We will investigate the social determinants of current dietary patterns and determine the conditions for health-related behavior modification for at-risk people. For this, we will assess the joint effects of: socio-demographic profile (social status, integration and socialization) and the related constraints (budget, time, family obligations, etc.), with a dynamic dimension (place in the life cycle, social trajectory); lifestyle and health variables; food preferences and health perceptions (health concerns vs. pleasure, short term vs. long term); individual motivation factors (achievement orientation or taste for competition vs. desire for social integration, concern for one’s appearance or health vs. priority given to others, e.g. children).
Methods and data. First (M1 to M18), in order to assess how social factors determine resistance to change, we will conduct a field survey with 50 interviews of a comparative sample: with or without specific medical follow-up care; in a socially diverse sample, to evaluate the role of social belonging in diabetes risk management and compliance with recommendations. The body of interviews will undergo classic content analysis and lexical analysis. Second (M18 to M24), in order to characterize which dietary recommendations may be adopted at lower cost, we will organize six to eight focus groups of approximately 10 at-risk people and association members, of diverse social profiles, discussing three or four of the major results of the field survey. These semi-structured group interviews, whose methodological rules ensure scientific validity, are especially interesting to grasp reactions to and opinions on a few key points, and gather participants’ opinions and expectations of an intervention.

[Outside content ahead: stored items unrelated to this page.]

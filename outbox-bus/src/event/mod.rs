//! 集成事件（Integration Event）能力与解码工厂
//!
//! 定义可写入 Outbox、可在总线上发布的事件最小能力集（`Event`），
//! 以及将消息字节还原为强类型事件的工厂（`EventFactory`）。

mod event_trait;
mod factory;

pub use event_trait::Event;
pub use factory::{EventFactory, JsonEventFactory};
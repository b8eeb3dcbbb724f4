//! 统一错误定义
//!
//! 覆盖 Outbox 写入、发布轮询、事件总线与类型化处理器四条链路，
//! 底层错误通过 `source` 保留因果链，便于上层 `?` 透传与定位。
//!
use thiserror::Error;

/// 可跨线程传递的底层错误
pub type BoxError = Box<dyn std::error::Error + Send + Sync + 'static>;

/// 统一错误类型
#[non_exhaustive]
#[derive(Debug, Error)]
pub enum OutboxError {
    // --- 参数/配置 ---
    #[error("invalid argument: {reason}")]
    InvalidArgument { reason: String },
    #[error("invalid state: {reason}")]
    InvalidState { reason: String },

    // --- Outbox ---
    #[error("outbox write failed: {source}")]
    WriteFailed {
        #[source]
        source: BoxError,
    },
    #[error("transaction misuse: {reason}")]
    TransactionMisuse { reason: String },
    #[error("outbox store error: {reason}")]
    Store { reason: String },

    // --- 事件总线 ---
    #[error("publish failed: topic={topic}, source={source}")]
    PublishFailed {
        topic: String,
        #[source]
        source: BoxError,
    },
    #[error("decode failed: type={target}, source={source}")]
    DecodeFailed {
        target: &'static str,
        #[source]
        source: BoxError,
    },
    #[error("broker error: {reason}")]
    Broker { reason: String },

    // --- 序列化 ---
    #[error("serialization error: {source}")]
    Serde {
        #[from]
        source: serde_json::Error,
    },
}

/// 统一 Result 类型别名
pub type OutboxResult<T> = Result<T, OutboxError>;

impl OutboxError {
    pub fn invalid_argument(reason: impl Into<String>) -> Self {
        Self::InvalidArgument {
            reason: reason.into(),
        }
    }

    pub fn invalid_state(reason: impl Into<String>) -> Self {
        Self::InvalidState {
            reason: reason.into(),
        }
    }

    pub fn store(reason: impl Into<String>) -> Self {
        Self::Store {
            reason: reason.into(),
        }
    }

    pub fn broker(reason: impl Into<String>) -> Self {
        Self::Broker {
            reason: reason.into(),
        }
    }

    pub fn write_failed(source: impl Into<BoxError>) -> Self {
        Self::WriteFailed {
            source: source.into(),
        }
    }

    pub fn publish_failed(topic: impl Into<String>, source: impl Into<BoxError>) -> Self {
        Self::PublishFailed {
            topic: topic.into(),
            source: source.into(),
        }
    }

    pub fn decode_failed<T>(source: impl Into<BoxError>) -> Self {
        Self::DecodeFailed {
            target: std::any::type_name::<T>(),
            source: source.into(),
        }
    }
}

// ---- 基础设施错误转换 ----
// 允许在适配器中直接使用 `?` 将 sqlx/rdkafka 错误转换为 OutboxError

#[cfg(feature = "infra-sqlx")]
impl From<sqlx::Error> for OutboxError {
    fn from(err: sqlx::Error) -> Self {
        OutboxError::Store {
            reason: err.to_string(),
        }
    }
}

#[cfg(feature = "infra-kafka")]
impl From<rdkafka::error::KafkaError> for OutboxError {
    fn from(err: rdkafka::error::KafkaError) -> Self {
        OutboxError::Broker {
            reason: err.to_string(),
        }
    }
}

Expected Results. Identification of economic, social and cultural conditions for, of levers for and hindrances to the adoption of preventive behaviors; assessment of perceived benefits and costs by at-risk people to modify health behaviors; identification of tailored recommendations suited to the profile of at-risk people depending on their social characteristics.
Risks. The methodology has been validated in previous research. A few difficulties may be pointed out: possible sampling bias, overcome by the complementarity of recruitment sites (medical milieu/associative milieu), and by controlling for individual social diversity.
Collaboration. This task will be conducted in close collaboration with Tasks 2.1-3 in order to recruit people from to the same at-risk groups in our study population.